Sueño y sofisticación

Caso único e irrepetible en la historia del cine, la primera película sonora del danés Carl Theodore Dreyer (Copenhagen, 1889-1968) es, al mismo tiempo, un fascinante experimento sobre las posibilidades oníricas, fantásticas del medio cinematográfico, y una aproximación hipnótica –y radicalmente moderna– al mito vampírico. Coetánea en el tiempo a la primera adaptación cinematográfica oficial de la novela 'Drácula' de Bram Stoker, La bruja vampiro va mucho más allá de cualquier producción terrorífica en su afán de representar algo tan inasible, pero al mismo tiempo tan identificable, como el horror metafísico. Avanzada aún a nuestro tiempo, su importante fracaso comercial mantendría al cineasta alejado del cine durante más de una década –aunque regresaría en 1943 con una obra maestra tan rotunda como Dies irae (Id., 1943)– y su influencia en el cine de terror posterior tardaría muchos años en empezar a ser asimilada.

Pau Roig |

Dreyer se encontraba en uno de los momentos más dulces de su carrera tras la impresionante acogida de La pasión de Juana de Arco (La passion de Jeanne d’Arc, 1927) y acometió la realización de su siguiente filme, su primer filme sonoro, con total libertad. La bruja vampiro, pese a todo, no hubiera existido sin la financiación de un noble ruso aficionado al cine –y gran admirador de la obra de Dreyer–, Nicolas Louis Alexandre de Gunzburg (1904-1981); a cambio de producir la película, el quinto Barón de Gunzburg pudo ver realizado el sueño de convertirse en un actor, oculto bajo el seudónimo de Julian West para evitar problemas con su familia, aunque no participaría en ninguna otra producción cinematográfica, convirtiéndose con el paso de los años en un afamado editor de revistas de moda en Estados Unidos. “La bruja vampiro es un tema original que mi amigo Christen Jul sacó de nuestra imaginación, partiendo de algunos elementos preexistentes. Lo que para empezar me atrajo más de este tema fue una imagen que yo tenía; algo en blanco y negro. Pero no estaba aún tan definida como un estilo, y este estilo es lo que Rudolph Maté y yo tratábamos de encontrar” [1]. Dreyer se refiere al principio de esta cita a la obra del escritor holandés J. Sheridan Le Fanu (1814-1973), concretamente a la antología 'In a glass darkly' [En un cristal misterioso, 1872], que incluye algunos de sus relatos sobrenaturales más conocidos, como “Carmilla”. Fascinados por el particular, ominoso estilo literario de Le Fanu, el guionista Christen Jul (1887-1955) y el realizador trataron de captar su particular atmósfera entre onírica y fantasmagórica llevándola a un terreno cercano a la pura abstracción, contando para ello –detalle nada baladí– con actores en su mayor parte no profesionales (sólo Sybille Schmitz y Maurice Schutz contaban con experiencia delante de las cámaras) y con un largo plan de rodaje en riguroso orden cronológico para el que se desestimó el sonido directo para otorgar la máxima libertad de movimientos posible a la cámara.
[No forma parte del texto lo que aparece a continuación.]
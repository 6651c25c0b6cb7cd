//! In-process storage.

use std::sync::atomic::{AtomicBool, AtomicUsize, Ordering};

use anyhow::{bail, Result};
use async_trait::async_trait;
use tokio::sync::RwLock;

use super::Storage;
use crate::backup::Backup;
use crate::state::StoreState;

/// Storage kept in memory. Writes can be made to fail on demand.
#[derive(Debug, Default)]
pub struct MemoryStorage {
    state: RwLock<Option<StoreState>>,
    backups: RwLock<Vec<Backup>>,
    fail_saves: AtomicBool,
    fail_backup_saves: AtomicBool,
    saves: AtomicUsize,
}

impl MemoryStorage {
    pub fn new() -> Self {
        Self::default()
    }

    /// Start with an already saved state.
    pub fn with_state(state: StoreState) -> Self {
        Self {
            state: RwLock::new(Some(state)),
            ..Self::default()
        }
    }

    /// Make every following `save` fail (or succeed again).
    pub fn set_fail_saves(&self, fail: bool) {
        self.fail_saves.store(fail, Ordering::SeqCst);
    }

    /// Make every following `save_backups` fail (or succeed again).
    pub fn set_fail_backup_saves(&self, fail: bool) {
        self.fail_backup_saves.store(fail, Ordering::SeqCst);
    }

    /// Number of successful `save` calls.
    pub fn save_count(&self) -> usize {
        self.saves.load(Ordering::SeqCst)
    }

    /// The last successfully saved state.
    pub async fn saved_state(&self) -> Option<StoreState> {
        self.state.read().await.clone()
    }

    pub async fn saved_backups(&self) -> Vec<Backup> {
        self.backups.read().await.clone()
    }
}

#[async_trait]
impl Storage for MemoryStorage {
    async fn load(&self) -> Result<Option<StoreState>> {
        Ok(self.state.read().await.clone())
    }

    async fn save(&self, state: &StoreState) -> Result<()> {
        if self.fail_saves.load(Ordering::SeqCst) {
            bail!("Simulated write failure");
        }
        *self.state.write().await = Some(state.clone());
        self.saves.fetch_add(1, Ordering::SeqCst);
        Ok(())
    }

    async fn load_backups(&self) -> Result<Vec<Backup>> {
        Ok(self.backups.read().await.clone())
    }

    async fn save_backups(&self, backups: &[Backup]) -> Result<()> {
        if self.fail_backup_saves.load(Ordering::SeqCst) {
            bail!("Simulated backup write failure");
        }
        *self.backups.write().await = backups.to_vec();
        Ok(())
    }
}
//! Profile operations on the store.

use std::collections::BTreeSet;

use uuid::Uuid;

use super::{EntityStore, Mutation};
use crate::error::{StoreError, StoreResult};
use crate::mcp::{normalize_name, resolve_unique_name, McpEntry};
use crate::profile::{Profile, ProfilePatch};

fn clean_description(description: Option<String>) -> Option<String> {
    description
        .map(|d| d.trim().to_string())
        .filter(|d| !d.is_empty())
}

impl EntityStore {
    pub async fn profiles(&self) -> Vec<Profile> {
        self.committed.read().await.state.profiles.as_slice().to_vec()
    }

    pub async fn get_profile(&self, id: Uuid) -> Option<Profile> {
        self.committed.read().await.state.profiles.get(id).cloned()
    }

    /// Member ids of a profile, in the order they were added.
    pub async fn members_of(&self, profile_id: Uuid) -> StoreResult<Vec<Uuid>> {
        self.committed
            .read()
            .await
            .state
            .profiles
            .members_of(profile_id)
            .map(<[Uuid]>::to_vec)
            .ok_or(StoreError::ProfileNotFound(profile_id))
    }

    /// Member entries of a profile, in the order they were added.
    pub async fn profile_members(&self, profile_id: Uuid) -> StoreResult<Vec<McpEntry>> {
        let committed = self.committed.read().await;
        let state = &committed.state;
        let members = state
            .profiles
            .members_of(profile_id)
            .ok_or(StoreError::ProfileNotFound(profile_id))?;
        Ok(members
            .iter()
            .filter_map(|id| state.get(*id).cloned())
            .collect())
    }

    /// Ids of the profiles containing an entry. Empty for unknown entries.
    pub async fn profiles_of(&self, mcp_id: Uuid) -> BTreeSet<Uuid> {
        self.committed.read().await.state.profiles.profiles_of(mcp_id)
    }

    /// Create a profile. A taken name is resolved to the first free
    /// `"name (k)"`; every member must exist.
    pub async fn create_profile(
        &self,
        name: &str,
        description: Option<String>,
        members: Vec<Uuid>,
    ) -> StoreResult<Profile> {
        let name = normalize_name(name)?;
        self.mutate(|state| {
            if let Some(missing) = members.iter().find(|id| !state.contains(**id)) {
                return Err(StoreError::McpNotFound(*missing));
            }

            let now = self.clock.now();
            let name = resolve_unique_name(&name, &state.taken_profile_names(None), now);
            let id = self.fresh_id(|id| state.profiles.get(id).is_some())?;
            let mut profile = Profile::new(id, name, now);
            profile.description = clean_description(description);
            for member in members {
                if !profile.contains(member) {
                    profile.mcp_ids.push(member);
                }
            }

            state.profiles.insert(profile.clone());
            let label = format!("Created profile '{}'", profile.name);
            Ok(Mutation::logged(profile, label))
        })
        .await
    }

    /// Rename a profile or change its description.
    pub async fn update_profile(&self, id: Uuid, patch: ProfilePatch) -> StoreResult<Profile> {
        self.mutate(|state| {
            let current = state
                .profiles
                .get(id)
                .ok_or(StoreError::ProfileNotFound(id))?;
            let mut next = current.clone();

            if let Some(name) = &patch.name {
                let name = normalize_name(name)?;
                if name != current.name {
                    next.name =
                        self.resolve_rename(&name, &state.taken_profile_names(Some(id)))?;
                }
            }
            if let Some(description) = patch.description {
                next.description = clean_description(description);
            }

            if &next == current {
                return Ok(Mutation::unchanged(next));
            }

            next.updated_at = self.clock.now();
            if let Some(slot) = state.profiles.get_mut(id) {
                *slot = next.clone();
            }
            let label = format!("Updated profile '{}'", next.name);
            Ok(Mutation::logged(next, label))
        })
        .await
    }

    /// Delete a profile. Its member entries are left untouched.
    pub async fn delete_profile(&self, id: Uuid) -> StoreResult<Profile> {
        self.mutate(|state| {
            let removed = state
                .profiles
                .on_profile_removed(id)
                .ok_or(StoreError::ProfileNotFound(id))?;
            let label = format!("Deleted profile '{}'", removed.name);
            Ok(Mutation::logged(removed, label))
        })
        .await
    }

    /// Add an entry to a profile. Returns whether membership changed.
    pub async fn add_to_profile(&self, profile_id: Uuid, mcp_id: Uuid) -> StoreResult<bool> {
        self.mutate(|state| {
            if state.profiles.get(profile_id).is_none() {
                return Err(StoreError::ProfileNotFound(profile_id));
            }
            let mcp_name = state
                .get(mcp_id)
                .map(|m| m.name.clone())
                .ok_or(StoreError::McpNotFound(mcp_id))?;

            if state.profiles.add_member(profile_id, mcp_id) != Some(true) {
                return Ok(Mutation::unchanged(false));
            }
            let now = self.clock.now();
            let profile = state
                .profiles
                .get_mut(profile_id)
                .ok_or(StoreError::ProfileNotFound(profile_id))?;
            profile.updated_at = now;

            let label = format!("Added '{}' to profile '{}'", mcp_name, profile.name);
            Ok(Mutation::logged(true, label))
        })
        .await
    }

    /// Remove an entry from a profile. Returns whether membership changed.
    pub async fn remove_from_profile(&self, profile_id: Uuid, mcp_id: Uuid) -> StoreResult<bool> {
        self.mutate(|state| {
            match state.profiles.remove_member(profile_id, mcp_id) {
                None => return Err(StoreError::ProfileNotFound(profile_id)),
                Some(false) => return Ok(Mutation::unchanged(false)),
                Some(true) => {}
            }
            let now = self.clock.now();
            let profile = state
                .profiles
                .get_mut(profile_id)
                .ok_or(StoreError::ProfileNotFound(profile_id))?;
            profile.updated_at = now;

            let label = format!("Removed an MCP from profile '{}'", profile.name);
            Ok(Mutation::logged(true, label))
        })
        .await
    }
}

#[cfg(test)]
mod tests {
    use super::super::tests::{default_store, test_store};
    use crate::config::{NameConflictPolicy, StoreConfig};
    use crate::error::StoreError;
    use crate::mcp::{AddOptions, McpDraft};
    use crate::profile::ProfilePatch;
    use std::collections::BTreeSet;
    use uuid::Uuid;

    #[tokio::test]
    async fn test_create_profile_with_members() {
        let (store, _) = default_store().await;
        let a = store
            .add(McpDraft::new("A", "a"), AddOptions::default())
            .await
            .unwrap();
        let b = store
            .add(McpDraft::new("B", "b"), AddOptions::default())
            .await
            .unwrap();

        let profile = store
            .create_profile(" Work ", Some("daily".into()), vec![b.id, a.id, b.id])
            .await
            .unwrap();
        assert_eq!(profile.name, "Work");
        assert_eq!(profile.description.as_deref(), Some("daily"));
        assert_eq!(store.members_of(profile.id).await.unwrap(), vec![b.id, a.id]);

        let members = store.profile_members(profile.id).await.unwrap();
        assert_eq!(members, vec![b.clone(), a.clone()]);
        assert_eq!(store.profiles_of(a.id).await, BTreeSet::from([profile.id]));
    }

    #[tokio::test]
    async fn test_create_profile_with_unknown_member() {
        let (store, _) = default_store().await;
        let err = store
            .create_profile("Work", None, vec![Uuid::from_u128(77)])
            .await
            .unwrap_err();
        assert_eq!(err, StoreError::McpNotFound(Uuid::from_u128(77)));
        assert!(store.profiles().await.is_empty());
    }

    #[tokio::test]
    async fn test_profile_names_are_unique() {
        let (store, _) = default_store().await;
        store.create_profile("Work", None, vec![]).await.unwrap();
        let second = store.create_profile("work", None, vec![]).await.unwrap();
        assert_eq!(second.name, "work (1)");
    }

    #[tokio::test]
    async fn test_membership_edits_are_idempotent() {
        let (store, storage) = default_store().await;
        let a = store
            .add(McpDraft::new("A", "a"), AddOptions::default())
            .await
            .unwrap();
        let profile = store.create_profile("Work", None, vec![]).await.unwrap();

        assert!(store.add_to_profile(profile.id, a.id).await.unwrap());
        let saves = storage.save_count();
        assert!(!store.add_to_profile(profile.id, a.id).await.unwrap());
        assert_eq!(store.members_of(profile.id).await.unwrap(), vec![a.id]);
        assert_eq!(storage.save_count(), saves);

        assert!(store.remove_from_profile(profile.id, a.id).await.unwrap());
        assert!(!store.remove_from_profile(profile.id, a.id).await.unwrap());
        assert!(store.members_of(profile.id).await.unwrap().is_empty());
    }

    #[tokio::test]
    async fn test_membership_edits_check_existence() {
        let (store, _) = default_store().await;
        let a = store
            .add(McpDraft::new("A", "a"), AddOptions::default())
            .await
            .unwrap();
        let profile = store.create_profile("Work", None, vec![]).await.unwrap();
        let missing = Uuid::from_u128(404);

        assert_eq!(
            store.add_to_profile(missing, a.id).await.unwrap_err(),
            StoreError::ProfileNotFound(missing)
        );
        assert_eq!(
            store.add_to_profile(profile.id, missing).await.unwrap_err(),
            StoreError::McpNotFound(missing)
        );
        assert_eq!(
            store.remove_from_profile(missing, a.id).await.unwrap_err(),
            StoreError::ProfileNotFound(missing)
        );
        assert!(store.members_of(missing).await.unwrap_err().is_not_found());
    }

    #[tokio::test]
    async fn test_delete_profile_keeps_entries() {
        let (store, _) = default_store().await;
        let a = store
            .add(McpDraft::new("A", "a"), AddOptions::default())
            .await
            .unwrap();
        let work = store.create_profile("Work", None, vec![a.id]).await.unwrap();
        let home = store.create_profile("Home", None, vec![a.id]).await.unwrap();

        let removed = store.delete_profile(work.id).await.unwrap();
        assert_eq!(removed.id, work.id);
        assert!(store.get(a.id).await.is_some());
        assert_eq!(store.profiles_of(a.id).await, BTreeSet::from([home.id]));
        assert_eq!(
            store.delete_profile(work.id).await.unwrap_err(),
            StoreError::ProfileNotFound(work.id)
        );
    }

    #[tokio::test]
    async fn test_rename_profile() {
        let (store, _) = default_store().await;
        store.create_profile("Work", None, vec![]).await.unwrap();
        let home = store.create_profile("Home", None, vec![]).await.unwrap();

        let renamed = store
            .update_profile(
                home.id,
                ProfilePatch {
                    name: Some("WORK".into()),
                    description: Some(Some("evenings".into())),
                },
            )
            .await
            .unwrap();
        assert_eq!(renamed.name, "WORK (1)");
        assert_eq!(renamed.description.as_deref(), Some("evenings"));
    }

    #[tokio::test]
    async fn test_rename_profile_rejected_by_policy() {
        let (store, _) = test_store(StoreConfig {
            name_conflicts: NameConflictPolicy::Reject,
            ..StoreConfig::default()
        })
        .await;
        store.create_profile("Work", None, vec![]).await.unwrap();
        let home = store.create_profile("Home", None, vec![]).await.unwrap();

        let err = store
            .update_profile(
                home.id,
                ProfilePatch {
                    name: Some("work".into()),
                    ..ProfilePatch::default()
                },
            )
            .await
            .unwrap_err();
        assert!(matches!(err, StoreError::NameConflict { .. }));
        assert_eq!(store.get_profile(home.id).await.unwrap().name, "Home");
    }
}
En un sentido estricto, La bruja vampiro no adapta ningún relato de Le Fanu en concreto, trata de capturar su esencia buscando un determinado efecto artístico definido por el propio Dreyer con estas palabras, que según Tomás Fernández Valentí dirigió a su equipo antes de haber rodado ningún plano del filme: “Imagínese que estamos sentados en una habitación, una habitación ordinaria, normal. De pronto nos enteramos que detrás de la puerta hay un cadáver. Al instante la habitación en la que nos encontramos queda totalmente alterada; todo en ella tiene otro aspecto; la luz, la atmósfera han cambiado, aunque físicamente sean las mismas. Esto es porque nosotros hemos cambiado y los objetos son como nosotros los concebimos. Este es el efecto que yo quiero conseguir para mi película” [2]. Toda una declaración de intenciones, una invitación hacia lo desconocido, evidente ya en los rótulos que nos invitan a adentrarnos en el filme: “Esta es la historia de las extrañas aventuras del joven Allan Grey. Sus estudios sobre el satanismo y el vampirismo de siglos pasados hicieron de él un soñador para el que la frontera entre lo real y lo sobrenatural se volvía cada vez más tenue. Una tarde, en uno de sus paseos sin rumbo, se encontró delante de una posada solitaria próxima a la villa de Courtempierre”.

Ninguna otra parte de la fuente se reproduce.